- **Supplied data**:
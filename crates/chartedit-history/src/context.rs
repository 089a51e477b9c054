#![forbid(unsafe_code)]

//! Editor state the timeline resynchronizes after undo and redo.
//!
//! The timeline never reaches for global state. Everything it needs besides
//! its own entries comes through an [`EditorContext`] passed by `&mut` into
//! [`Timeline::undo`](crate::Timeline::undo) and
//! [`Timeline::redo`](crate::Timeline::redo). [`EditorSession`] is the
//! concrete context an editing session owns for its whole lifetime.

use std::ops::RangeInclusive;

use chartedit_model::{Document, Entity, Tick, ViewScope};

/// Editing tool selected in the tool pane.
#[derive(Debug, Clone, Copy, PartialEq, Eq, Hash, Default)]
pub enum Tool {
    #[default]
    Cursor,
    Eraser,
    /// Note placement. Undo/redo keep the selection while it is active.
    Note,
    Starpower,
    Bpm,
    TimeSignature,
    Section,
    Event,
}

/// Currently selected entities, as value snapshots.
#[derive(Debug, Clone, Default, PartialEq, Eq)]
pub struct Selection {
    entities: Vec<Entity>,
}

impl Selection {
    #[must_use]
    pub fn new() -> Self {
        Self::default()
    }

    pub fn select(&mut self, entity: Entity) {
        if !self.entities.iter().any(|e| e.matches(&entity)) {
            self.entities.push(entity);
        }
    }

    pub fn clear(&mut self) {
        self.entities.clear();
    }

    #[must_use]
    pub fn entities(&self) -> &[Entity] {
        &self.entities
    }

    #[must_use]
    pub fn is_empty(&self) -> bool {
        self.entities.is_empty()
    }
}

/// Visible window of the chart.
///
/// `position` is the tick under the strikeline; the view shows `span` ticks
/// ahead of it.
#[derive(Debug, Clone, Copy, PartialEq, Eq)]
pub struct Viewport {
    pub position: Tick,
    pub span: Tick,
}

impl Default for Viewport {
    fn default() -> Self {
        // Four 4/4 measures at 192 ticks per beat.
        Self {
            position: 0,
            span: 192 * 16,
        }
    }
}

impl Viewport {
    #[must_use]
    pub fn visible_range(&self) -> RangeInclusive<Tick> {
        self.position..=self.position.saturating_add(self.span)
    }
}

/// Collaborator interface consumed by the timeline.
pub trait EditorContext {
    fn document(&self) -> &Document;

    fn document_mut(&mut self) -> &mut Document;

    fn active_tool(&self) -> Tool;

    fn clear_selection(&mut self);

    /// Ticks currently on screen.
    fn visible_range(&self) -> RangeInclusive<Tick>;

    /// Move the strikeline to `position`.
    fn set_viewport_position(&mut self, position: Tick);

    fn view_scope(&self) -> ViewScope;

    fn set_view_scope(&mut self, scope: ViewScope);

    /// Raise the "an edit happened" flag.
    fn mark_edit_occurred(&mut self);
}

/// Concrete per-session editor state.
#[derive(Debug, Clone, Default)]
pub struct EditorSession {
    pub document: Document,
    pub selection: Selection,
    pub tool: Tool,
    pub viewport: Viewport,
    pub view_scope: ViewScope,
    edit_occurred: bool,
}

impl EditorSession {
    #[must_use]
    pub fn new(document: Document) -> Self {
        Self {
            document,
            ..Self::default()
        }
    }

    #[must_use]
    pub fn with_tool(mut self, tool: Tool) -> Self {
        self.tool = tool;
        self
    }

    #[must_use]
    pub fn with_viewport(mut self, viewport: Viewport) -> Self {
        self.viewport = viewport;
        self
    }

    #[must_use]
    pub fn with_view_scope(mut self, scope: ViewScope) -> Self {
        self.view_scope = scope;
        self
    }

    #[must_use]
    pub fn edit_occurred(&self) -> bool {
        self.edit_occurred
    }

    /// Read and reset the edit flag.
    pub fn take_edit_occurred(&mut self) -> bool {
        std::mem::take(&mut self.edit_occurred)
    }
}

impl EditorContext for EditorSession {
    fn document(&self) -> &Document {
        &self.document
    }

    fn document_mut(&mut self) -> &mut Document {
        &mut self.document
    }

    fn active_tool(&self) -> Tool {
        self.tool
    }

    fn clear_selection(&mut self) {
        self.selection.clear();
    }

    fn visible_range(&self) -> RangeInclusive<Tick> {
        self.viewport.visible_range()
    }

    fn set_viewport_position(&mut self, position: Tick) {
        self.viewport.position = position;
    }

    fn view_scope(&self) -> ViewScope {
        self.view_scope
    }

    fn set_view_scope(&mut self, scope: ViewScope) {
        self.view_scope = scope;
    }

    fn mark_edit_occurred(&mut self) {
        self.edit_occurred = true;
    }
}
#![forbid(unsafe_code)]

//! Tunables for the history timeline.
//!
//! With the `config` feature enabled a [`HistoryConfig`] can be loaded from
//! TOML or JSON at startup:
//!
//! ```toml
//! # chartedit-history.toml
//! action_window_ms = 200
//! sync_view_scope = true
//! ```
//!
//! ```rust,ignore
//! let config = HistoryConfig::from_toml_file("chartedit-history.toml")?;
//! ```
//!
//! Missing keys fall back to [`HistoryConfig::default`].

#[cfg(feature = "config")]
use std::path::Path;
use std::time::Duration;

#[cfg(feature = "config")]
use serde::{Deserialize, Serialize};

use crate::error::ConfigError;

/// Default merge window between consecutive history entries.
pub const DEFAULT_ACTION_WINDOW_MS: u64 = 200;

/// Configuration for [`Timeline`](crate::Timeline).
#[derive(Debug, Clone, PartialEq, Eq)]
#[cfg_attr(feature = "config", derive(Serialize, Deserialize))]
#[cfg_attr(feature = "config", serde(default))]
pub struct HistoryConfig {
    /// Entries whose timestamps lie strictly within this many milliseconds
    /// of the first entry of an undo/redo run are reverted or replayed
    /// together.
    pub action_window_ms: u64,
    /// Switch the editor's view scope to the focus entity's scope after
    /// undo and redo.
    pub sync_view_scope: bool,
}

impl Default for HistoryConfig {
    fn default() -> Self {
        Self {
            action_window_ms: DEFAULT_ACTION_WINDOW_MS,
            sync_view_scope: true,
        }
    }
}

impl HistoryConfig {
    #[must_use]
    pub fn new() -> Self {
        Self::default()
    }

    #[must_use]
    pub fn with_action_window(mut self, window: Duration) -> Self {
        self.action_window_ms = u64::try_from(window.as_millis()).unwrap_or(u64::MAX);
        self
    }

    #[must_use]
    pub fn with_sync_view_scope(mut self, sync: bool) -> Self {
        self.sync_view_scope = sync;
        self
    }

    #[must_use]
    pub fn action_window(&self) -> Duration {
        Duration::from_millis(self.action_window_ms)
    }

    /// Validate all parameters. An empty list means the config is usable.
    #[must_use]
    pub fn validate(&self) -> Vec<String> {
        let mut errors = Vec::new();
        if self.action_window_ms == 0 {
            errors.push("action_window_ms must be > 0".into());
        }
        errors
    }

    /// `self` if valid, otherwise every validation message.
    pub fn validated(self) -> Result<Self, ConfigError> {
        let errors = self.validate();
        if errors.is_empty() {
            Ok(self)
        } else {
            Err(ConfigError::Validation(errors))
        }
    }

    #[cfg(feature = "config")]
    pub fn from_toml_str(s: &str) -> Result<Self, ConfigError> {
        let config: Self = toml::from_str(s)?;
        config.validated()
    }

    #[cfg(feature = "config")]
    pub fn from_toml_file(path: impl AsRef<Path>) -> Result<Self, ConfigError> {
        let content = std::fs::read_to_string(path.as_ref())?;
        Self::from_toml_str(&content)
    }

    #[cfg(feature = "config")]
    pub fn from_json_str(s: &str) -> Result<Self, ConfigError> {
        let config: Self = serde_json::from_str(s)?;
        config.validated()
    }

    #[cfg(feature = "config")]
    pub fn from_json_file(path: impl AsRef<Path>) -> Result<Self, ConfigError> {
        let content = std::fs::read_to_string(path.as_ref())?;
        Self::from_json_str(&content)
    }
}
#![forbid(unsafe_code)]

//! Linear undo/redo timeline with time-window step merging.
//!
//! The [`Timeline`] keeps every inserted [`ActionGroup`] together with the
//! session time it was inserted at, plus a cursor splitting the entries into
//! a "done" prefix and an "undone" suffix.
//!
//! # Invariants
//!
//! 1. `-1 <= history_point < len` (stored as `done = history_point + 1`)
//! 2. Entries above the cursor are redo-able and are discarded wholesale by
//!    the next insert; there is no branching.
//! 3. Timestamps never decrease from one entry to the next.
//!
//! # Window merge
//!
//! UI code often submits several small groups in quick succession for what
//! the user sees as one edit. Undo and redo therefore take a whole run of
//! entries whose timestamps lie within the action window of the first entry
//! of the run:
//!
//! ```text
//! entries:  G1@0.00  G2@0.05  G3@0.15  G4@1.00
//!                                      ^ cursor
//! undo()  -> reverts G4              (G3 is 0.85s away)
//! undo()  -> reverts G3, G2, G1      (all within 0.2s of G3)
//! redo()  -> replays G1, G2, G3      (all within 0.2s of G1)
//! ```
//!
//! The window is anchored at the first entry of the run, not chained from
//! entry to entry.
//!
//! # Resynchronization
//!
//! After every effective undo or redo the timeline raises the edit flag,
//! rebuilds the document's derived indices, clears the selection unless the
//! note tool is active, recenters the viewport on the focus entity when it
//! is off screen, and (with [`HistoryConfig::sync_view_scope`]) switches the
//! view scope to the focus entity's scope.

use std::fmt;
use std::time::Duration;

use chartedit_model::Entity;

use crate::action::Action;
use crate::clock::{Clock, SessionClock, duration_micros};
use crate::config::HistoryConfig;
use crate::context::{EditorContext, Tool};
use crate::group::ActionGroup;

#[derive(Debug, Clone)]
struct Entry {
    group: ActionGroup,
    timestamp: Duration,
}

/// What one merged undo or redo gesture did.
#[derive(Debug, Clone, PartialEq, Eq)]
pub struct StepReport {
    /// Number of history entries reverted or replayed.
    pub groups: usize,
    /// Number of actions revoked or invoked across those entries.
    pub actions: usize,
    /// Entity the view was focused on.
    pub focus: Entity,
}

/// Undo/redo history for one editing session.
pub struct Timeline<C: Clock = SessionClock> {
    entries: Vec<Entry>,
    /// Number of entries in the "done" region (`history_point + 1`).
    done: usize,
    config: HistoryConfig,
    clock: C,
}

impl<C: Clock> fmt::Debug for Timeline<C> {
    fn fmt(&self, f: &mut fmt::Formatter<'_>) -> fmt::Result {
        f.debug_struct("Timeline")
            .field("len", &self.entries.len())
            .field("history_point", &self.history_point())
            .field("config", &self.config)
            .finish()
    }
}

impl Default for Timeline {
    fn default() -> Self {
        Self::new(HistoryConfig::default())
    }
}

impl Timeline {
    /// Create an empty timeline timed by a fresh [`SessionClock`].
    #[must_use]
    pub fn new(config: HistoryConfig) -> Self {
        Self::with_clock(config, SessionClock::new())
    }
}

impl<C: Clock> Timeline<C> {
    /// Create an empty timeline timed by `clock`.
    #[must_use]
    pub fn with_clock(config: HistoryConfig, clock: C) -> Self {
        Self {
            entries: Vec::new(),
            done: 0,
            config,
            clock,
        }
    }

    // ========================================================================
    // Core Operations
    // ========================================================================

    /// Record an already-applied group.
    ///
    /// Discards every redo-able entry, then appends `group` stamped with the
    /// current session time.
    pub fn insert(&mut self, group: ActionGroup) {
        let discarded = self.entries.len() - self.done;
        self.entries.truncate(self.done);

        let now = self.clock.now();
        let timestamp = match self.entries.last() {
            Some(last) => now.max(last.timestamp),
            None => now,
        };
        let actions = group.len();
        self.entries.push(Entry { group, timestamp });
        self.done += 1;

        tracing::debug!(
            target: "chartedit.history",
            actions,
            discarded,
            history_point = self.done - 1,
            timestamp_us = duration_micros(timestamp),
            "history insert"
        );
    }

    /// Record a single already-applied action as its own group.
    pub fn insert_action(&mut self, action: Action) {
        self.insert(ActionGroup::from(action));
    }

    /// Revert the most recent run of entries. Returns `false` when there is
    /// nothing to undo.
    pub fn undo<X: EditorContext + ?Sized>(&mut self, ctx: &mut X) -> bool {
        self.undo_step(ctx).is_some()
    }

    /// Replay the next run of undone entries. Returns `false` when there is
    /// nothing to redo.
    pub fn redo<X: EditorContext + ?Sized>(&mut self, ctx: &mut X) -> bool {
        self.redo_step(ctx).is_some()
    }

    /// [`undo`](Self::undo), reporting what was reverted.
    pub fn undo_step<X: EditorContext + ?Sized>(&mut self, ctx: &mut X) -> Option<StepReport> {
        let Some(latest) = self.done.checked_sub(1) else {
            tracing::debug!(target: "chartedit.history", actions = 0u64, "undo: nothing to undo");
            return None;
        };
        let _span = tracing::debug_span!("history.undo", from = latest).entered();

        ctx.mark_edit_occurred();
        let window = self.config.action_window();
        let anchor = self.entries[latest].timestamp;

        let mut groups = 0usize;
        let mut actions = 0usize;
        let mut focus = None;
        while let Some(index) = self.done.checked_sub(1) {
            let entry = &self.entries[index];
            if groups > 0 && entry.timestamp.abs_diff(anchor) >= window {
                break;
            }
            focus = Some(entry.group.revert(ctx.document_mut()));
            groups += 1;
            actions += entry.group.len();
            self.done = index;
        }

        // The anchor entry is always reverted, so a focus exists.
        let focus = focus?.clone();
        resync(&self.config, ctx, &focus);

        tracing::debug!(
            target: "chartedit.history",
            groups,
            actions,
            history_point = ?self.history_point(),
            focus = %focus,
            "undo applied"
        );
        Some(StepReport {
            groups,
            actions,
            focus,
        })
    }

    /// [`redo`](Self::redo), reporting what was replayed.
    pub fn redo_step<X: EditorContext + ?Sized>(&mut self, ctx: &mut X) -> Option<StepReport> {
        if !self.can_redo() {
            tracing::debug!(target: "chartedit.history", actions = 0u64, "redo: nothing to redo");
            return None;
        }
        let _span = tracing::debug_span!("history.redo", from = self.done).entered();

        ctx.mark_edit_occurred();
        let window = self.config.action_window();
        let anchor = self.entries[self.done].timestamp;

        let mut groups = 0usize;
        let mut actions = 0usize;
        let mut focus = None;
        while let Some(entry) = self.entries.get(self.done) {
            if groups > 0 && entry.timestamp.abs_diff(anchor) >= window {
                break;
            }
            self.done += 1;
            focus = Some(entry.group.apply(ctx.document_mut()));
            groups += 1;
            actions += entry.group.len();
        }

        let focus = focus?.clone();
        resync(&self.config, ctx, &focus);

        tracing::debug!(
            target: "chartedit.history",
            groups,
            actions,
            history_point = ?self.history_point(),
            focus = %focus,
            "redo applied"
        );
        Some(StepReport {
            groups,
            actions,
            focus,
        })
    }

    /// Whether there is a done entry to revert.
    #[must_use]
    pub fn can_undo(&self) -> bool {
        self.done > 0
    }

    /// Whether there is an undone entry to replay.
    #[must_use]
    pub fn can_redo(&self) -> bool {
        self.done < self.entries.len()
    }

    // ========================================================================
    // Info
    // ========================================================================

    /// Index of the most recent done entry; `None` before the first entry.
    #[must_use]
    pub fn history_point(&self) -> Option<usize> {
        self.done.checked_sub(1)
    }

    /// Number of entries that can be undone.
    #[must_use]
    pub fn undo_depth(&self) -> usize {
        self.done
    }

    /// Number of entries that can be redone.
    #[must_use]
    pub fn redo_depth(&self) -> usize {
        self.entries.len() - self.done
    }

    #[must_use]
    pub fn len(&self) -> usize {
        self.entries.len()
    }

    #[must_use]
    pub fn is_empty(&self) -> bool {
        self.entries.is_empty()
    }

    /// Insert timestamps of all entries, oldest first.
    pub fn timestamps(&self) -> impl Iterator<Item = Duration> + '_ {
        self.entries.iter().map(|e| e.timestamp)
    }

    /// Descriptions of undo-able entries, most recent first.
    pub fn undo_descriptions(&self, limit: usize) -> Vec<&str> {
        self.entries[..self.done]
            .iter()
            .rev()
            .take(limit)
            .map(|e| e.group.description())
            .collect()
    }

    /// Descriptions of redo-able entries, next redo first.
    pub fn redo_descriptions(&self, limit: usize) -> Vec<&str> {
        self.entries[self.done..]
            .iter()
            .take(limit)
            .map(|e| e.group.description())
            .collect()
    }

    #[must_use]
    pub fn next_undo_description(&self) -> Option<&str> {
        self.history_point()
            .map(|i| self.entries[i].group.description())
    }

    #[must_use]
    pub fn next_redo_description(&self) -> Option<&str> {
        self.entries.get(self.done).map(|e| e.group.description())
    }

    #[must_use]
    pub fn config(&self) -> &HistoryConfig {
        &self.config
    }

    #[must_use]
    pub fn clock(&self) -> &C {
        &self.clock
    }

    // ========================================================================
    // Maintenance
    // ========================================================================

    /// Drop all history.
    pub fn clear(&mut self) {
        self.entries.clear();
        self.done = 0;
    }
}

/// Bring derived editor state in line with the document after undo/redo.
fn resync<X: EditorContext + ?Sized>(config: &HistoryConfig, ctx: &mut X, focus: &Entity) {
    ctx.document_mut().rebuild_indices();

    if ctx.active_tool() != Tool::Note {
        ctx.clear_selection();
    }

    let position = focus.position();
    if !ctx.visible_range().contains(&position) {
        ctx.set_viewport_position(position);
    }

    let scope = focus.scope();
    if config.sync_view_scope && ctx.view_scope() != scope {
        ctx.set_view_scope(scope);
    }
}

// ============================================================================
// Tests
// ============================================================================
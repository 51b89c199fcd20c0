use crate::models::StockQueryResponse;
use crate::traits::StockQueryBackend;
use crate::SearchError;
use async_trait::async_trait;
use reqwest::Client;
use std::sync::Arc;
use url::Url;

/// Talks to the server's `/stock/query/` endpoint.
pub struct HttpStockQuery {
    client: Arc<Client>,
    endpoint: Url,
}

impl HttpStockQuery {
    pub fn new(base_url: &Url, search_path: &str) -> Result<Self, SearchError> {
        Ok(Self {
            client: Arc::new(Client::new()),
            endpoint: base_url.join(search_path)?,
        })
    }

    pub fn query_url(&self, query: &str) -> Url {
        let mut url = self.endpoint.clone();
        url.query_pairs_mut().clear().append_pair("query", query);
        url
    }
}

#[async_trait]
impl StockQueryBackend for HttpStockQuery {
    async fn query(&self, query: &str) -> Result<StockQueryResponse, SearchError> {
        let response = self
            .client
            .get(self.query_url(query))
            .header("X-Requested-With", "XMLHttpRequest")
            .send()
            .await?;

        if !response.status().is_success() {
            return Err(SearchError::BackendResponse {
                backend: "stock-query".to_string(),
                details: response.status().to_string(),
            });
        }

        Ok(response.json().await?)
    }
}

#[cfg(test)]
mod tests {
    use super::*;

    #[test]
    fn query_is_sent_as_an_encoded_parameter() {
        let base = Url::parse("http://shop.local").unwrap();
        let backend = HttpStockQuery::new(&base, "/stock/query/").unwrap();
        assert_eq!(
            backend.query_url("blue bolt&nut").as_str(),
            "http://shop.local/stock/query/?query=blue+bolt%26nut"
        );
    }

    #[test]
    fn endpoint_keeps_base_path_prefix() {
        let base = Url::parse("http://shop.local/inventory/").unwrap();
        let backend = HttpStockQuery::new(&base, "stock/query/").unwrap();
        assert_eq!(
            backend.query_url("abc").as_str(),
            "http://shop.local/inventory/stock/query/?query=abc"
        );
    }
}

- **Work required**:
Scan the records for the word "AsRef" and copy every line where it is found.

- **Exercise response**:
    pub fn from_toml_file(path: impl AsRef<Path>) -> Result<Self, ConfigError> {
    pub fn from_json_file(path: impl AsRef<Path>) -> Result<Self, ConfigError> {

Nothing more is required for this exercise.